La science des rêves laissera dubitatif plus d’une personne… Car une fois le générique de fin passé et l’effet de surprise s’estompant, il est difficile de se positionner sur ce film objet, incomparable tant sur la forme que sur le fond.
La détonante originalité qui s’en dégage, le place par réflexe sur les rangs des grandes œuvres incontournables, au même titre que le précédent film de Gondry, « Eternal sunshine of the soptless mind ». A contrario, cet univers artificiel et déjanté peut donner l’illusion d’un grand moment de cinéma vécu, mais vite remisé au rang d’œuvres factices, tel le « Subway » de Besson ou certains films de Greenaway.

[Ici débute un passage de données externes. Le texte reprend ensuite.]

//! Integration tests for the mash editor driven by a view configuration.

use std::sync::Arc;

use brewview::config::ViewConfig;
use brewview::domain::{Equipment, Mash};
use brewview::editor::{MashEditor, MashField};
use brewview::units::UnitSystem;
use brewview::{DiagnosticKind, RecordingDiagnostics};

fn imperial_editor() -> (Arc<MashEditor>, Arc<RecordingDiagnostics>) {
    let config = ViewConfig::from_toml_str(
        r#"
        unit_system = "imperial"
        precision = 1
        "#,
    )
    .unwrap();
    assert_eq!(config.unit_system, UnitSystem::Imperial);

    let sink = Arc::new(RecordingDiagnostics::new());
    let editor = MashEditor::with_parts(Arc::new(config.formatter()), sink.clone());
    (editor, sink)
}

#[test]
fn test_form_uses_configured_units() {
    let (editor, _) = imperial_editor();
    let mash = Arc::new(Mash::new("Infusion").with_sparge_temp_c(100.0));
    editor.set_mash(Some(mash.clone()));
    assert_eq!(editor.form().sparge_temp, "212.0 F");

    editor.set_field(MashField::SpargeTemp, "170");
    assert!(editor.save());
    assert!((mash.sparge_temp_c() - 76.666_666).abs() < 1e-4);
    assert_eq!(editor.form().sparge_temp, "170.0 F");
}

#[test]
fn test_only_changed_field_is_refreshed() {
    let (editor, _) = imperial_editor();
    let mash = Arc::new(Mash::new("Infusion"));
    editor.set_mash(Some(mash.clone()));

    editor.set_field(MashField::Name, "Half-typed na");
    editor.set_field(MashField::Ph, "5.");
    mash.set_tun_temp_c(0.0);

    let form = editor.form();
    assert_eq!(form.tun_temp, "32.0 F");
    assert_eq!(form.name, "Half-typed na");
    assert_eq!(form.ph, "5.");

    mash.set_equip_adjust(true);
    assert_eq!(editor.form().name, "Half-typed na");
}

#[test]
fn test_equipment_then_save() {
    let (editor, sink) = imperial_editor();
    let mash = Arc::new(Mash::new("Infusion"));
    let cooler = Arc::new(
        Equipment::new("Cooler")
            .with_tun_weight_kg(1.0)
            .with_tun_specific_heat_cal_gc(0.3),
    );

    editor.set_equipment(Some(cooler));
    assert!(!editor.from_equipment());

    editor.set_mash(Some(mash.clone()));
    assert!(editor.from_equipment());
    assert_eq!(editor.form().tun_weight, "2.2 lb");

    editor.set_field(MashField::TunWeight, "4 lb");
    editor.set_field(MashField::GrainTemp, "cold");
    assert!(!editor.save());
    assert_eq!(sink.count_of(DiagnosticKind::Rejected), 1);
    assert!((mash.tun_weight_kg() - 1.814_369).abs() < 1e-5);
    assert_eq!(mash.tun_specific_heat_cal_gc(), 0.3);
    assert!(mash.equip_adjust());
}

#[test]
fn test_clear_and_unbind() {
    let (editor, _) = imperial_editor();
    let mash = Arc::new(Mash::new("Infusion").with_notes("Stir well".into()));
    editor.set_mash(Some(mash.clone()));
    assert_eq!(editor.form().notes, "Stir well");

    editor.set_mash(None);
    assert!(editor.mash().is_none());
    assert!(editor.form().notes.is_empty());

    mash.set_notes("Changed later".into());
    assert!(editor.form().notes.is_empty());
}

L’avis qui se dégagera alors chez le spectateur reposera d’une part sur sa perception toute subjective selon son propre vécu et de ses aspirations cinématographiques et d’autre part sur le décryptage des codes multiples, visuels, subliminaux et sentimentaux qui parsèment le film et peuvent le rendre opaque.

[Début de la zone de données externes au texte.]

//! Recipe-level records: recipes, styles, brew notes, equipment, mashes and folders.

use std::sync::Arc;

use brewview_core::Property;
use chrono::{NaiveDate, NaiveDateTime};

use super::{Element, ElementBase};
use crate::model::ItemData;

/// A style guideline entry.
#[derive(Debug)]
pub struct Style {
    base: ElementBase,
    name: Property<String>,
    category: Property<String>,
    category_number: Property<String>,
    style_letter: Property<String>,
    style_guide: Property<String>,
}

impl Style {
    /// Creates a style with empty guideline fields.
    pub fn new(name: impl Into<String>) -> Self {
        Self {
            base: ElementBase::new(),
            name: Property::new(name.into()),
            category: Property::new(String::new()),
            category_number: Property::new(String::new()),
            style_letter: Property::new(String::new()),
            style_guide: Property::new(String::new()),
        }
    }

    element_fields! {
        /// Display name.
        name, set_name, with_name: String => "name";
        /// Guideline category, e.g. "Pale Ale".
        category, set_category, with_category: String => "category";
        /// Guideline category number, e.g. "10".
        category_number, set_category_number, with_category_number: String => "category_number";
        /// Sub-category letter, e.g. "A".
        style_letter, set_style_letter, with_style_letter: String => "style_letter";
        /// Guideline name, e.g. "BJCP".
        style_guide, set_style_guide, with_style_guide: String => "style_guide";
    }
}

impl Element for Style {
    fn base(&self) -> &ElementBase {
        &self.base
    }

    fn name(&self) -> String {
        self.name.get()
    }
}

/// Notes taken on one brew day.
#[derive(Debug)]
pub struct BrewNote {
    base: ElementBase,
    brew_date: Property<NaiveDateTime>,
}

impl BrewNote {
    /// Creates a note for the given brew date.
    pub fn new(brew_date: NaiveDateTime) -> Self {
        Self {
            base: ElementBase::new(),
            brew_date: Property::new(brew_date),
        }
    }

    element_fields! {
        /// When the brew took place.
        brew_date, set_brew_date, with_brew_date: NaiveDateTime => "brew_date";
    }

    /// The brew date without time of day, as `YYYY-MM-DD`.
    pub fn brew_date_short(&self) -> String {
        self.brew_date.with(|d| d.format("%Y-%m-%d").to_string())
    }
}

impl Element for BrewNote {
    fn base(&self) -> &ElementBase {
        &self.base
    }

    fn name(&self) -> String {
        self.brew_date_short()
    }
}

/// A recipe.
///
/// The style is held by reference; replacing it notifies with the new style's name.
#[derive(Debug)]
pub struct Recipe {
    base: ElementBase,
    name: Property<String>,
    date: Property<NaiveDate>,
    style: Property<Option<Arc<Style>>>,
    brew_notes: Property<Vec<Arc<BrewNote>>>,
}

impl Recipe {
    /// Creates a recipe dated `date` with no style.
    pub fn new(name: impl Into<String>, date: NaiveDate) -> Self {
        Self {
            base: ElementBase::new(),
            name: Property::new(name.into()),
            date: Property::new(date),
            style: Property::new(None),
            brew_notes: Property::new(Vec::new()),
        }
    }

    element_fields! {
        /// Display name.
        name, set_name, with_name: String => "name";
        /// Date the recipe was created or last brewed.
        date, set_date, with_date: NaiveDate => "date";
    }

    /// The recipe's style, if one is assigned.
    pub fn style(&self) -> Option<Arc<Style>> {
        self.style.get()
    }

    /// Assigns or clears the style.
    pub fn set_style(&self, style: Option<Arc<Style>>) {
        let changed = self.style.update(|current| {
            let unchanged = match (current.as_ref(), style.as_ref()) {
                (Some(a), Some(b)) => Arc::ptr_eq(a, b),
                (None, None) => true,
                _ => false,
            };
            if unchanged {
                return None;
            }
            let value = ItemData::from(style.as_ref().map(|s| s.name()));
            *current = style;
            Some(value)
        });
        if let Some(value) = changed {
            self.base.notify("style", value);
        }
    }

    /// Builder form of [`set_style`](Self::set_style); does not notify.
    pub fn with_style(self, style: Arc<Style>) -> Self {
        self.style.set_silent(Some(style));
        self
    }

    /// Brew notes recorded against this recipe, oldest first.
    pub fn brew_notes(&self) -> Vec<Arc<BrewNote>> {
        self.brew_notes.get()
    }

    /// Records a brew note.
    pub fn add_brew_note(&self, note: Arc<BrewNote>) {
        let count = self.brew_notes.update(|notes| {
            notes.push(note);
            notes.len()
        });
        self.base.notify("brew_notes", ItemData::Int(count as i64));
    }
}

impl Element for Recipe {
    fn base(&self) -> &ElementBase {
        &self.base
    }

    fn name(&self) -> String {
        self.name.get()
    }
}

/// A brewing system: kettle, mash tun and their losses.
#[derive(Debug)]
pub struct Equipment {
    base: ElementBase,
    name: Property<String>,
    boil_time_min: Property<f64>,
    tun_weight_kg: Property<f64>,
    tun_specific_heat_cal_gc: Property<f64>,
}

impl Equipment {
    /// Creates equipment with a 60 minute boil.
    pub fn new(name: impl Into<String>) -> Self {
        Self {
            base: ElementBase::new(),
            name: Property::new(name.into()),
            boil_time_min: Property::new(60.0),
            tun_weight_kg: Property::new(0.0),
            tun_specific_heat_cal_gc: Property::new(0.0),
        }
    }

    element_fields! {
        /// Display name.
        name, set_name, with_name: String => "name";
        /// Default boil time in minutes.
        boil_time_min, set_boil_time_min, with_boil_time_min: f64 => "boil_time_min";
        /// Mash tun mass in kilograms.
        tun_weight_kg, set_tun_weight_kg, with_tun_weight_kg: f64 => "tun_weight_kg";
        /// Mash tun specific heat in cal/(g·°C).
        tun_specific_heat_cal_gc, set_tun_specific_heat_cal_gc, with_tun_specific_heat_cal_gc: f64
            => "tun_specific_heat_cal_gc";
    }
}

impl Element for Equipment {
    fn base(&self) -> &ElementBase {
        &self.base
    }

    fn name(&self) -> String {
        self.name.get()
    }
}

/// A mash profile.
#[derive(Debug)]
pub struct Mash {
    base: ElementBase,
    name: Property<String>,
    grain_temp_c: Property<f64>,
    sparge_temp_c: Property<f64>,
    ph: Property<f64>,
    tun_temp_c: Property<f64>,
    tun_weight_kg: Property<f64>,
    tun_specific_heat_cal_gc: Property<f64>,
    equip_adjust: Property<bool>,
    notes: Property<String>,
}

impl Mash {
    /// Creates a mash with room-temperature grain and tun.
    pub fn new(name: impl Into<String>) -> Self {
        Self {
            base: ElementBase::new(),
            name: Property::new(name.into()),
            grain_temp_c: Property::new(20.0),
            sparge_temp_c: Property::new(74.0),
            ph: Property::new(7.0),
            tun_temp_c: Property::new(20.0),
            tun_weight_kg: Property::new(0.0),
            tun_specific_heat_cal_gc: Property::new(0.0),
            equip_adjust: Property::new(false),
            notes: Property::new(String::new()),
        }
    }

    element_fields! {
        /// Display name.
        name, set_name, with_name: String => "name";
        /// Grain temperature in °C.
        grain_temp_c, set_grain_temp_c, with_grain_temp_c: f64 => "grain_temp_c";
        /// Sparge water temperature in °C.
        sparge_temp_c, set_sparge_temp_c, with_sparge_temp_c: f64 => "sparge_temp_c";
        /// Sparge water pH.
        ph, set_ph, with_ph: f64 => "ph";
        /// Mash tun temperature in °C.
        tun_temp_c, set_tun_temp_c, with_tun_temp_c: f64 => "tun_temp_c";
        /// Mash tun mass in kilograms.
        tun_weight_kg, set_tun_weight_kg, with_tun_weight_kg: f64 => "tun_weight_kg";
        /// Mash tun specific heat in cal/(g·°C).
        tun_specific_heat_cal_gc, set_tun_specific_heat_cal_gc, with_tun_specific_heat_cal_gc: f64
            => "tun_specific_heat_cal_gc";
        /// Whether calculations account for the equipment's tun.
        equip_adjust, set_equip_adjust, with_equip_adjust: bool => "equip_adjust";
        /// Free-form notes.
        notes, set_notes, with_notes: String => "notes";
    }
}

impl Element for Mash {
    fn base(&self) -> &ElementBase {
        &self.base
    }

    fn name(&self) -> String {
        self.name.get()
    }
}

/// A named folder in the browser hierarchy.
#[derive(Debug)]
pub struct Folder {
    base: ElementBase,
    name: Property<String>,
    path: Property<String>,
}

impl Folder {
    /// Creates a folder `name` under the `/`-separated `path`.
    pub fn new(name: impl Into<String>, path: impl Into<String>) -> Self {
        Self {
            base: ElementBase::new(),
            name: Property::new(name.into()),
            path: Property::new(path.into()),
        }
    }

    element_fields! {
        /// Folder name.
        name, set_name, with_name: String => "name";
        /// Path of the containing folder.
        path, set_path, with_path: String => "path";
    }

    /// Path including the folder's own name.
    pub fn full_path(&self) -> String {
        let path = self.path.get();
        let name = self.name.get();
        let parent = path.trim_end_matches('/');
        if parent.is_empty() {
            format!("/{name}")
        } else {
            format!("{parent}/{name}")
        }
    }
}

impl Element for Folder {
    fn base(&self) -> &ElementBase {
        &self.base
    }

    fn name(&self) -> String {
        self.name.get()
    }
}

#[cfg(test)]
mod tests {
    use super::*;
    use parking_lot::Mutex;

    fn date(y: i32, m: u32, d: u32) -> NaiveDate {
        NaiveDate::from_ymd_opt(y, m, d).unwrap()
    }

    #[test]
    fn test_recipe_style_notifies_by_identity() {
        let ipa = Arc::new(Style::new("American IPA"));
        let recipe = Recipe::new("Hop Bomb", date(2024, 5, 1));
        let seen = Arc::new(Mutex::new(Vec::new()));

        let seen_clone = seen.clone();
        recipe.changed().connect(move |change| {
            seen_clone.lock().push(change.value.clone());
        });

        recipe.set_style(Some(ipa.clone()));
        recipe.set_style(Some(ipa.clone()));
        recipe.set_style(None);

        assert_eq!(
            *seen.lock(),
            vec![ItemData::from("American IPA"), ItemData::None]
        );
    }

    #[test]
    fn test_brew_notes_accumulate() {
        let recipe = Recipe::new("Saison", date(2024, 6, 2));
        let when = date(2024, 6, 9).and_hms_opt(8, 30, 0).unwrap();
        recipe.add_brew_note(Arc::new(BrewNote::new(when)));

        let notes = recipe.brew_notes();
        assert_eq!(notes.len(), 1);
        assert_eq!(notes[0].brew_date_short(), "2024-06-09");
    }

    #[test]
    fn test_brew_notes_from_many_threads() {
        let recipe = Arc::new(Recipe::new("Dubbel", date(2024, 2, 3)));
        let when = date(2024, 2, 10).and_hms_opt(9, 0, 0).unwrap();
        let handles: Vec<_> = (0..4)
            .map(|_| {
                let recipe = recipe.clone();
                std::thread::spawn(move || {
                    for _ in 0..25 {
                        recipe.add_brew_note(Arc::new(BrewNote::new(when)));
                    }
                })
            })
            .collect();
        for handle in handles {
            handle.join().unwrap();
        }

        assert_eq!(recipe.brew_notes().len(), 100);
    }

    #[test]
    fn test_folder_full_path() {
        assert_eq!(Folder::new("Lagers", "/").full_path(), "/Lagers");
        assert_eq!(Folder::new("Dark", "/Lagers/").full_path(), "/Lagers/Dark");
        assert_eq!(Folder::new("Top", "").full_path(), "/Top");
    }
}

Mais si l’esprit s’ouvre à cet univers, plus encore s’il en est proche, alors voir « La science des rêves » est un bonheur sans nom.
Cette incroyable fantaisie qui repose sur l’histoire basique d’un homme qui aime une femme est un indescriptible et onirique patchwork bricolé de touches poétiques, dramatiques et d’un humour graveleux mais bien à propos. C’est une introspection impudique de ce qui motive tout le talent de Michel Gondry sur la plan sentimental et de sa propre oeuvre. C’est la vision puérile, mais tellement attachante, d’un adulescent sur notre société qui manque cruellement de folie.
L’univers clipesque et clownesque de Stéphane, interprété par un Gael Garcia Bernal monumental, est habillé de papier, de carton, de bouts de ficelle, il est un véritable prisme des années 80, où l’esprit pouvait être encore libre et créatif. Tout nous y fait penser, de la galerie des artistes de variété au détour d’un rêve, aux maquettes de maisons à l’image du « nouveau monde » célèbre clip de Téléphone, en passant par l’animation des pays de l’Est très en vogue avant l’arrivée de la trop sophistiquée 3D…
Si l’on est sensible à tout cela, alors oui, « La science des rêves » est un immense film où l’émotion vous submerge (la relation Bernal/Gainsbourg est mythique) autant que les éclats de rire qui vous titillent à tous moments (irremplaçable Chabat qui en est en partie responsable). Un surréalisme revigorant et novateur qui fait de cette œuvre un obscur objet du plaisir.